3 実施機関は,保存期間経過後に速やかに特定個人情報等を廃棄又は削除するため,特定個人情報等を取り扱う情報システムにおいては,保存期間経過後における個人番号の削除を前提とした情報システムを構築し,また,特定個人情報等が記載された書類等については,保存期間経過後における廃棄を前提とした手続を定めるものとする。
第4節 技術的安全管理措置
(アクセス制御)
第37条 実施機関は,情報システムを使用して個人番号関係事務を行う場合,事務取扱担当者及び当該事務で取り扱う特定個人情報ファイルの範囲を限定するために,以下の措置に沿って適切なアクセス制御を行うものとする。
(1) 個人番号と紐付けてアクセスできる情報の範囲をアクセス制御により限定する。
(2) 特定個人情報ファイルを取り扱う情報システムをアクセス制御により限定する。
(3) ユーザーIDに付与するアクセス権により,特定個人情報ファイルを取り扱う情報システムを使用できる者を事務取扱担当者に限定する。
(アクセス者の識別と認証)
第38条 特定個人情報等を取り扱う情報システムは,事務取扱担当者が正当なアクセス権を有する者であることを,以下の措置等によって識別した結果に基づき認証するものとする。
(1) 事務取扱担当者の識別方法としては,ユーザーID,パスワード,磁気・ICカード等による識別と認証を行う。
(2) 特定個人情報等を取り扱う機器を特定し,その機器を取り扱う事務取扱担当者を限定する。
(3) 機器に標準装備されているユーザー制御機能(ユーザーアカウント制御)により,情報システムを取り扱う事務取扱担当者を限定する。
(外部からの不正アクセス等の防止)
第39条 実施機関は,以下に定める情報システムを外部からの不正アクセス又は不正ソフトウェアから保護する仕組みを導入し,適切に運用するものとする。

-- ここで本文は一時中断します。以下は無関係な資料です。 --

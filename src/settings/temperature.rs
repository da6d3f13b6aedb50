//! Temperature commands: calibration, control, target, freeze protection.
//!
//! ## Layouts
//!
//! ```text
//! temperature_calibration  FF AB 01 <i16 LE °C×10>    (enabled)
//!                          FF AB 00                   (disabled)
//! temperature_control      FF B3 <0|1>
//! temperature_control mode FF AE <0 auto | 1 manual>
//! temperature_target       FF B1 <i8 °C> <u16 LE tolerance×10>
//! freeze_protection        FF B0 <0|1> <i16 LE °C×10> (zero when disabled)
//! ```

use core::fmt;

use crate::error::Result;
use crate::protocol::constants::Opcode;
use crate::protocol::frame::{command, scale, truncate, Frame, FrameWriter};
use crate::settings::{finite, required};

/// Temperature sensor calibration offset
#[derive(Debug, Clone, Copy, Default, PartialEq)]
#[cfg_attr(feature = "serde", derive(serde::Serialize, serde::Deserialize))]
pub struct TemperatureCalibration {
    /// Apply the calibration offset
    pub enable: bool,
    /// Offset in °C, one decimal digit. Required when enabled.
    #[cfg_attr(feature = "serde", serde(default, skip_serializing_if = "Option::is_none"))]
    pub temperature: Option<f64>,
}

impl TemperatureCalibration {
    /// Calibration enabled with the given offset
    pub const fn enabled(temperature: f64) -> Self {
        Self {
            enable: true,
            temperature: Some(temperature),
        }
    }

    /// Calibration disabled
    pub const fn disabled() -> Self {
        Self {
            enable: false,
            temperature: None,
        }
    }
}

/// Temperature control sub-settings. Each present field emits its own frame.
#[derive(Debug, Clone, Copy, Default, PartialEq, Eq)]
#[cfg_attr(feature = "serde", derive(serde::Serialize, serde::Deserialize))]
pub struct TemperatureControl {
    /// Turn temperature control on or off
    #[cfg_attr(feature = "serde", serde(default, skip_serializing_if = "Option::is_none"))]
    pub enable: Option<bool>,
    /// Automatic or manual control
    #[cfg_attr(feature = "serde", serde(default, skip_serializing_if = "Option::is_none"))]
    pub mode: Option<ControlMode>,
}

/// Temperature control mode
#[derive(Debug, Clone, Copy, PartialEq, Eq)]
#[cfg_attr(feature = "defmt", derive(defmt::Format))]
#[cfg_attr(feature = "serde", derive(serde::Serialize))]
#[cfg_attr(feature = "serde", serde(rename_all = "lowercase"))]
#[repr(u8)]
pub enum ControlMode {
    /// Device regulates toward the target temperature
    Auto = 0,
    /// Valve position is set manually
    Manual = 1,
}

impl ControlMode {
    /// Map a mode name. Only `"auto"` selects [`ControlMode::Auto`]; every
    /// other string selects [`ControlMode::Manual`].
    pub fn from_name(name: &str) -> Self {
        match name {
            "auto" => Self::Auto,
            "manual" => Self::Manual,
            other => {
                codec_log!(warn, "temperature_control.mode '{}' treated as manual", other);
                Self::Manual
            }
        }
    }

    /// Mode name as accepted in requests
    pub const fn name(self) -> &'static str {
        match self {
            Self::Auto => "auto",
            Self::Manual => "manual",
        }
    }
}

impl fmt::Display for ControlMode {
    fn fmt(&self, f: &mut fmt::Formatter<'_>) -> fmt::Result {
        f.write_str(self.name())
    }
}

#[cfg(feature = "serde")]
impl<'de> serde::Deserialize<'de> for ControlMode {
    fn deserialize<D>(deserializer: D) -> core::result::Result<Self, D::Error>
    where
        D: serde::Deserializer<'de>,
    {
        struct ModeVisitor;

        impl serde::de::Visitor<'_> for ModeVisitor {
            type Value = ControlMode;

            fn expecting(&self, f: &mut fmt::Formatter<'_>) -> fmt::Result {
                f.write_str("a temperature control mode string")
            }

            fn visit_str<E: serde::de::Error>(self, v: &str) -> core::result::Result<ControlMode, E> {
                Ok(ControlMode::from_name(v))
            }
        }

        deserializer.deserialize_str(ModeVisitor)
    }
}

/// Freeze protection threshold
#[derive(Debug, Clone, Copy, Default, PartialEq)]
#[cfg_attr(feature = "serde", derive(serde::Serialize, serde::Deserialize))]
pub struct FreezeProtection {
    /// Open the valve when the room drops below the threshold
    pub enable: bool,
    /// Threshold in °C, one decimal digit. Required when enabled.
    #[cfg_attr(feature = "serde", serde(default, skip_serializing_if = "Option::is_none"))]
    pub temperature: Option<f64>,
}

impl FreezeProtection {
    /// Protection enabled at the given threshold
    pub const fn enabled(temperature: f64) -> Self {
        Self {
            enable: true,
            temperature: Some(temperature),
        }
    }

    /// Protection disabled
    pub const fn disabled() -> Self {
        Self {
            enable: false,
            temperature: None,
        }
    }
}

/// Temperature calibration. The disabled form has no temperature field.
pub fn temperature_calibration(calibration: &TemperatureCalibration) -> Result<Frame> {
    if !calibration.enable {
        return Ok(command(Opcode::TemperatureCalibration, 0x00));
    }

    let temperature = required("temperature_calibration.temperature", calibration.temperature)?;

    let mut writer = FrameWriter::<5>::new(Opcode::TemperatureCalibration)?;
    writer.write_u8(0x01)?;
    writer.write_i16_le(scale(temperature) as i16)?;
    writer.finish()
}

/// Turn temperature control on or off
pub fn temperature_control(enable: bool) -> Frame {
    command(Opcode::TemperatureControl, u8::from(enable))
}

/// Select automatic or manual temperature control
pub fn temperature_control_mode(mode: ControlMode) -> Frame {
    command(Opcode::TemperatureControlMode, mode as u8)
}

/// Target temperature (whole °C) and its tolerance (°C, one decimal digit).
///
/// The tolerance comes from the request's `temperature_error` key and must be
/// present whenever a target is set.
pub fn temperature_target(target: f64, error: Option<f64>) -> Result<Frame> {
    let target = finite("temperature_target", target)?;
    let error = required("temperature_error", error)?;

    let mut writer = FrameWriter::<5>::new(Opcode::TemperatureTarget)?;
    writer.write_i8(truncate(target) as i8)?;
    writer.write_u16_le(scale(error) as u16)?;
    writer.finish()
}

/// Freeze protection. The temperature field is always present and zero
/// when protection is disabled.
pub fn freeze_protection(protection: &FreezeProtection) -> Result<Frame> {
    let temperature = if protection.enable {
        scale(required("freeze_protection.temperature", protection.temperature)?)
    } else {
        0
    };

    let mut writer = FrameWriter::<5>::new(Opcode::FreezeProtection)?;
    writer.write_u8(u8::from(protection.enable))?;
    writer.write_i16_le(temperature as i16)?;
    writer.finish()
}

(1) 情報システムと外部ネットワークとの接続箇所に,ファイアウォール等を設置し,不正アクセスを遮断する。
(2) 情報システム及び機器にセキュリティ対策ソフトウェア等(ウィルス対策ソフトウェア等)を導入する。
(3) 導入したセキュリティ対策ソフトウェア等により,入出力データにおける不正ソフトウェアの有無を確認する。
(4) 機器やソフトウェア等に標準装備されている自動更新機能等の活用により,ソフトウェア等を最新状態とする。
(5) ログ等の分析を定期的に行い,不正アクセス等を検知する。
(情報漏えい等の防止)
第40条 実施機関は,特定個人情報等をインターネット等により外部に送信する場合,通信経路における情報漏えい等を防止するために以下の措置を講じるものとする。
(1) 通信経路における情報漏えい等の防止策として,通信経路の暗号化等を行う。
(2) 情報システム内に保存されている特定個人情報等の情報漏えい等の防止策としては,データの暗号化又はパスワードによる保護等を行う。
第8章 その他
(禁止事項)
第41条 実施機関はすべての職員に対し,次の各号に掲げる事項を禁止する。
(1) 不正な手段により特定個人情報等を収集すること
(2) 当初の収集目的以外で特定個人情報等を利用すること
(3) 業務上の必要なく管理区域及び取扱区域に立ち入ること
(4) 業務上の必要及び権限がなく特定個人情報ファイルにアクセス閲覧し,保管された特定個人情報等を記録すること
(罰則)
第42条 実施機関は,法令又は内部規定等に違反した職員に対し,法令又は内部規程等に基づき厳正に対処するものとする。
附則
この規程は,公布の日から施行する。